Quella per il nuovo sindaco è, appunto, cominciata già, in modo quasi esplosivo con le mosse di Bucci e gli appoggi a Picciocchi, ma anche con le contese che il Pd sta già affrontando per scegliere il candidato.
Mentre Andrea Orlando, sconfitto alle Regionali, ma portatore indiretto di un successo nel voto genovese, tentenna ancora sulla sua decisione, incerta se restare in Liguria e fare il capo dell’opposizione in Regione contro Bucci o tornare a Roma al suo seggio parlamentare e al suo ruolo, non secondario, nel partito, si sfoglia già la margherita per la scelta, che da decenni oramai i dem e la sinistra larga o stretta non azzeccano più.
Ci sono alcuni giovani rampanti e anche vincenti nelle elezioni regionali che possono aspirare, come Sanna e Romeo, a correre per conquistare finalmente Genova.
Ma non hanno il pieno appoggio del partito e della sinistra più in generale che vorrebbe passare attraverso le Primarie.

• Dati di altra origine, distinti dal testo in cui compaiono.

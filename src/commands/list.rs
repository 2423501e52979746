//! # List Command
//!
//! The status summary table: one row per repository with its current
//! branch, the kinds of pending change in the working tree, and the author
//! date and subject of the last commit. Commit dates render relative to
//! now the way a person would say them: a date for anything older than
//! roughly a week, a weekday earlier in the week, `Today` for this
//! afternoon's work.

use chrono::{DateTime, Local, TimeZone, Timelike};

use crate::repository::Repository;

/// Placeholder for columns with nothing to show.
const EMPTY_COLUMN: &str = "-";

/// The `list` operation.
#[derive(Debug, Clone, Copy)]
pub struct ListOp;

impl ListOp {
    /// Gather branch, status and last-commit information into the
    /// repository's notes.
    pub fn execute(&self, mut repository: Repository) -> Option<Repository> {
        let branch = repository.current_branch();
        let status = repository.status_judgement();
        repository.put_note("list.branch", branch);
        repository.put_note("list.status", status);

        let mut author = EMPTY_COLUMN.to_string();
        let mut email = EMPTY_COLUMN.to_string();
        let mut time = EMPTY_COLUMN.to_string();
        let mut subject = EMPTY_COLUMN.to_string();

        // A repository without commits fails this; the columns stay "-".
        let (ok, log) = repository.run_git([
            "log",
            "--max-count=1",
            "--format=%an : %ae : %at : %s",
        ]);
        if ok {
            let log = log.trim_end_matches(['\r', '\n']);
            let fields: Vec<&str> = log.splitn(4, " : ").collect();
            if fields.len() == 4 {
                author = fields[0].to_string();
                email = fields[1].to_string();
                if let Ok(unix) = fields[2].parse::<i64>() {
                    if let Some(at) = Local.timestamp_opt(unix, 0).single() {
                        time = human_time(at, Local::now());
                    }
                }
                subject = fields[3].to_string();
            }
        }

        repository.put_note("list.author", author);
        repository.put_note("list.email", email);
        repository.put_note("list.time", time);
        repository.put_note("list.subject", subject);
        Some(repository)
    }

    pub fn header(&self) -> Vec<String> {
        ["Name", "Branch", "Status", "Last commit", "Subject"]
            .map(String::from)
            .to_vec()
    }

    pub fn rows(&self, repository: &Repository) -> Vec<Vec<String>> {
        vec![vec![
            repository.show_name().to_string(),
            repository.note("list.branch").to_string(),
            repository.note("list.status").to_string(),
            repository.note("list.time").to_string(),
            repository.note("list.subject").to_string(),
        ]]
    }
}

/// Render a commit time the way a person would say it.
fn human_time(at: DateTime<Local>, now: DateTime<Local>) -> String {
    let age = now.signed_duration_since(at);
    let format = if age.num_hours() >= 6 * 24 {
        "%Y-%m-%d"
    } else if age.num_hours() >= 4 || now.hour() < 4 {
        "%A, %H:%M"
    } else {
        "Today, %H:%M"
    };
    at.format(format).to_string()
}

Così è aperta la caccia al candidato civico- esterno, per altro introvabile, o come è avvenuto in Regione al leader storico.
Si fa il nome di Roberta Pinotti, ex parlamentare di lungo corso e ex ministra della Difesa, ritiratasi da due anni, ma sempre attiva soprattutto in campo internazionale.
E’ una genovese doc, di Sampierdarena, con molte relazioni, ma non sembra convinta di scendere in campo.
Intanto su tutto regna il doge-presidente- sindaco -commissario Marco Bucci, che fa di tutto per non far perdere alla sua parte il Comune, che continua considerare il suo territorio, zeppo di opere da lui fatte decollare, alcune in itinere, altre un po’ insabbiate.
Almeno per qualche settimana nessuno nella storia ha avuto il suo potere. Forse solo quando sulla Liguria e non solo regnavano i Savoia, che i genovesi non hanno mai digerito.